As gender identity remains a topical issue, it raises interesting questions about equality and self-expression. It’s been estimated that nearly 1.4 million Americans openly identify as transgender, although it’s suspected that the true number is much higher. According to the American Journal of Public Health, 90 percent of those who identify as transgender have experienced harassment or discrimination at some point in their life and more than one in ten have been evicted from their homes solely on the basis of their gender identity. Additionally, the National Transgender Discrimination Survey conducted in 2011, showed that 41 percent of its participants had attempted suicide at some point in their life, citing sexual, physical, and verbal assault and discrimination as the main reasons.
While public figures like Caitlyn Jenner, Laverne Cox, and model Hari Nef, have successfully brought a greater amount of social acceptance, the celebrity circuit that accompanies them can often overshadow the real issues that are still facing this community. Media coverage that, at times, can verge on sensationalist or serve as tabloid “click-bait” also forces an increased number of trans people to be asked invasive questions about their sexual orientation regardless of whether or not they’ve invited the conversation. The benefits of increased attention surrounding the community undoubtedly outweighs the negatives, but as it goes with any movement, educating the general public is a process that can take time.
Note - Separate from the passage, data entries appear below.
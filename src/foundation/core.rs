pub use kurbo::{Rect, Vec2};

/// Opaque handle to one node of a host render tree.
///
/// Hosts issue these; the engine never interprets the raw value.
#[derive(
    Clone, Copy, Debug, PartialEq, Eq, PartialOrd, Ord, Hash, serde::Serialize, serde::Deserialize,
)]
pub struct NodeId(pub u32);

/// Bounding box in the shape a browser reports it.
///
/// `x`/`y` mirror `left`/`top` for boxes straight out of layout, but are carried separately
/// because hosts may report them independently.
#[derive(Clone, Copy, Debug, Default, PartialEq, serde::Serialize)]
pub struct DomRect {
    /// Top edge.
    pub top: f64,
    /// Left edge.
    pub left: f64,
    /// Horizontal origin.
    pub x: f64,
    /// Vertical origin.
    pub y: f64,
    /// Box width.
    pub width: f64,
    /// Box height.
    pub height: f64,
}

impl DomRect {
    /// Build a rect whose `x`/`y` equal `left`/`top`.
    pub fn new(top: f64, left: f64, width: f64, height: f64) -> Self {
        Self {
            top,
            left,
            x: left,
            y: top,
            width,
            height,
        }
    }

    /// Right edge.
    pub fn right(&self) -> f64 {
        self.left + self.width
    }

    /// Bottom edge.
    pub fn bottom(&self) -> f64 {
        self.top + self.height
    }

    /// Shift every positional field by `delta`; size is unchanged.
    pub fn translate(self, delta: Vec2) -> Self {
        Self {
            top: self.top + delta.y,
            left: self.left + delta.x,
            x: self.x + delta.x,
            y: self.y + delta.y,
            ..self
        }
    }

    /// Express this rect relative to `origin`'s top-left corner.
    pub fn relative_to(self, origin: &DomRect) -> Self {
        Self {
            top: self.top - origin.top,
            left: self.left - origin.left,
            x: self.x - origin.x,
            y: self.y - origin.y,
            ..self
        }
    }

    /// Remove `padding` from every side, clamping the size at zero.
    pub fn inset(self, padding: &Edges) -> Self {
        Self {
            top: self.top + padding.top,
            left: self.left + padding.left,
            x: self.x + padding.left,
            y: self.y + padding.top,
            width: (self.width - padding.left - padding.right).max(0.0),
            height: (self.height - padding.top - padding.bottom).max(0.0),
        }
    }

    /// Horizontal/vertical extent as a kurbo rect.
    pub fn to_kurbo(self) -> Rect {
        Rect::new(self.left, self.top, self.right(), self.bottom())
    }
}

impl<'de> serde::Deserialize<'de> for DomRect {
    fn deserialize<D>(deserializer: D) -> Result<Self, D::Error>
    where
        D: serde::Deserializer<'de>,
    {
        #[derive(serde::Deserialize)]
        struct Repr {
            top: f64,
            left: f64,
            #[serde(default)]
            x: Option<f64>,
            #[serde(default)]
            y: Option<f64>,
            width: f64,
            height: f64,
        }

        let r = Repr::deserialize(deserializer)?;
        Ok(Self {
            top: r.top,
            left: r.left,
            x: r.x.unwrap_or(r.left),
            y: r.y.unwrap_or(r.top),
            width: r.width,
            height: r.height,
        })
    }
}

/// Four-sided box edges, in CSS order.
#[derive(Clone, Copy, Debug, Default, PartialEq, serde::Serialize, serde::Deserialize)]
pub struct Edges {
    /// Top edge.
    pub top: f64,
    /// Right edge.
    pub right: f64,
    /// Bottom edge.
    pub bottom: f64,
    /// Left edge.
    pub left: f64,
}

impl Edges {
    /// Same value on every side.
    pub fn uniform(v: f64) -> Self {
        Self {
            top: v,
            right: v,
            bottom: v,
            left: v,
        }
    }

    /// Sum of the top and bottom edges.
    pub fn vertical(&self) -> f64 {
        self.top + self.bottom
    }
}
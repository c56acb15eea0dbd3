use super::*;

fn text_style(font_size: &str, line_height: &str) -> ComputedStyle {
    ComputedStyle {
        font_size: font_size.to_owned(),
        line_height: line_height.to_owned(),
        ..ComputedStyle::default()
    }
}

#[test]
fn loads_snapshot_json() {
    let host = MemoryHost::from_json(
        r#"{
            "root": {
                "rect": {"top": 0, "left": 0, "width": 300, "height": 200},
                "children": [
                    {"tag": "p", "rect": {"top": 10, "left": 10, "width": 100, "height": 20},
                     "children": [{"text": "hello"}]},
                    {"tag": "IMG", "rect": {"top": 40, "left": 10, "width": 50, "height": 50}}
                ]
            }
        }"#,
    )
    .unwrap();

    let root = host.root();
    let kids = host.children(root);
    assert_eq!(kids.len(), 2);
    assert_eq!(
        host.kind(kids[0]).unwrap(),
        NodeKind::Element {
            tag: "p".to_owned()
        }
    );
    assert!(host.kind(kids[1]).unwrap().is_image());
    assert_eq!(host.text_content(root), "hello");
    assert_eq!(host.parent(kids[0]), Some(root));
}

#[test]
fn snapshot_root_must_be_element() {
    let err = MemoryHost::from_json(r#"{"root": {"text": "x"}}"#).unwrap_err();
    assert!(matches!(err, SkeletonError::InvalidRoot(_)));
}

#[test]
fn wrap_replaces_text_in_place() {
    let mut host = MemoryHost::new(
        DomRect::new(0.0, 0.0, 200.0, 100.0),
        ComputedStyle {
            padding: "5px".to_owned(),
            font_size: "12px".to_owned(),
            ..ComputedStyle::default()
        },
    );
    let root = host.root();
    let before = host
        .append_element(root, "b", DomRect::new(5.0, 5.0, 20.0, 14.0), ComputedStyle::default())
        .unwrap();
    let text = host.append_text(root, "tail").unwrap();

    let span = host.wrap_in_container(text).unwrap();
    assert_eq!(host.children(root), vec![before, span]);
    assert_eq!(host.children(span), vec![text]);
    assert_eq!(host.parent(text), Some(span));
    assert_eq!(
        host.bounding_box(span).unwrap(),
        DomRect::new(5.0, 5.0, 190.0, 90.0)
    );
    assert_eq!(host.computed_style(span).unwrap().font_size, "12px");
    assert!(host.wrap_in_container(span).is_err());
}

#[test]
fn duplicate_replace_restore_roundtrip() {
    let mut host = MemoryHost::new(DomRect::new(0.0, 0.0, 100.0, 100.0), ComputedStyle::default());
    let root = host.root();
    let p = host
        .append_element(root, "p", DomRect::new(0.0, 0.0, 100.0, 40.0), text_style("10px", "2"))
        .unwrap();
    host.append_text(p, "abc").unwrap();
    let before = host.to_def(root).unwrap();

    let dup = host.duplicate(p).unwrap();
    assert_eq!(host.parent(dup), None);
    assert_eq!(host.text_content(dup), "abc");

    host.replace(p, dup).unwrap();
    assert_eq!(host.children(root), vec![dup]);
    assert_eq!(host.parent(p), None);

    host.set_line_height(dup, "1").unwrap();
    assert_eq!(host.bounding_box(dup).unwrap().height, 20.0);

    host.replace(dup, p).unwrap();
    host.discard(dup);
    assert!(!host.contains(dup));
    assert_eq!(host.to_def(root).unwrap(), before);
}

#[test]
fn replace_rejects_attached_replacement() {
    let mut host = MemoryHost::new(DomRect::new(0.0, 0.0, 10.0, 10.0), ComputedStyle::default());
    let root = host.root();
    let a = host
        .append_element(root, "a", DomRect::default(), ComputedStyle::default())
        .unwrap();
    let b = host
        .append_element(root, "b", DomRect::default(), ComputedStyle::default())
        .unwrap();
    assert!(matches!(host.replace(a, b), Err(SkeletonError::Host(_))));
}

#[test]
fn relayout_keeps_padding() {
    let mut host = MemoryHost::new(DomRect::new(0.0, 0.0, 100.0, 100.0), ComputedStyle::default());
    let root = host.root();
    let p = host
        .append_element(
            root,
            "p",
            DomRect::new(0.0, 0.0, 100.0, 64.0),
            ComputedStyle {
                padding: "4px 0px".to_owned(),
                ..text_style("14px", "2")
            },
        )
        .unwrap();
    host.set_line_height(p, "1").unwrap();
    assert_eq!(host.bounding_box(p).unwrap().height, 2.0 * 14.0 + 8.0);
}

#[test]
fn root_hangs_under_a_hidden_document() {
    let mut host = MemoryHost::new(DomRect::new(0.0, 0.0, 50.0, 40.0), text_style("10px", "2"));
    let root = host.root();
    let doc = host.document();
    host.append_text(root, "abc").unwrap();
    let before = host.to_def(root).unwrap();

    assert_eq!(host.parent(root), Some(doc));
    assert_eq!(host.children(doc), vec![root]);

    let dup = host.duplicate(root).unwrap();
    host.replace(root, dup).unwrap();
    assert_eq!(host.children(doc), vec![dup]);
    host.replace(dup, root).unwrap();
    host.discard(dup);

    assert_eq!(host.children(doc), vec![root]);
    assert_eq!(host.to_def(root).unwrap(), before);
}

#[test]
fn discarding_the_newest_subtree_reclaims_its_slots() {
    let mut host = MemoryHost::new(DomRect::new(0.0, 0.0, 100.0, 100.0), ComputedStyle::default());
    let root = host.root();
    let p = host
        .append_element(root, "p", DomRect::new(0.0, 0.0, 100.0, 40.0), text_style("10px", "2"))
        .unwrap();
    host.append_text(p, "abc").unwrap();
    let slots = host.slot_count();

    let dup = host.duplicate(p).unwrap();
    assert_eq!(host.slot_count(), slots + 2);
    host.discard(dup);
    assert_eq!(host.slot_count(), slots);
    assert!(!host.contains(dup));
}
Here, CR asks six transgender women—some artists, one Parsons graduate set out to design gender neutral clothing, and a model—to tell their stories.
“I’ve been transitioning my whole life, but chemically, I’ve been changing for the last nine months. Most recently, I graduated from Parsons in New York and have been developing my own line of gender neutral clothing. I want to celebrate the grey areas of life and stop labeling things. Clothes should just be called clothes. As I continue to form it, I’m redefining and reconstructing my own gender identity and what I want my gender identity to be. I’m not sure what the finished product will exactly look like, but I do know that it will be honest. I think it’s the responsibility of trans individuals to use their creativity as a vehicle to talk about their stories. There’s so much disparity between the trend of over-simplifying and glamorizing trans girls and the hate and crime a lot of the community goes through on a daily basis, but I do think that there’s hope. As long as you’re patient and willing to understand that not everyone’s going to get it the first time around, we can keep moving forward. It’s a step-by-step process and requires a team effort on both sides, but when I see how far we’ve come even in just the last year, it makes me excited for the future.”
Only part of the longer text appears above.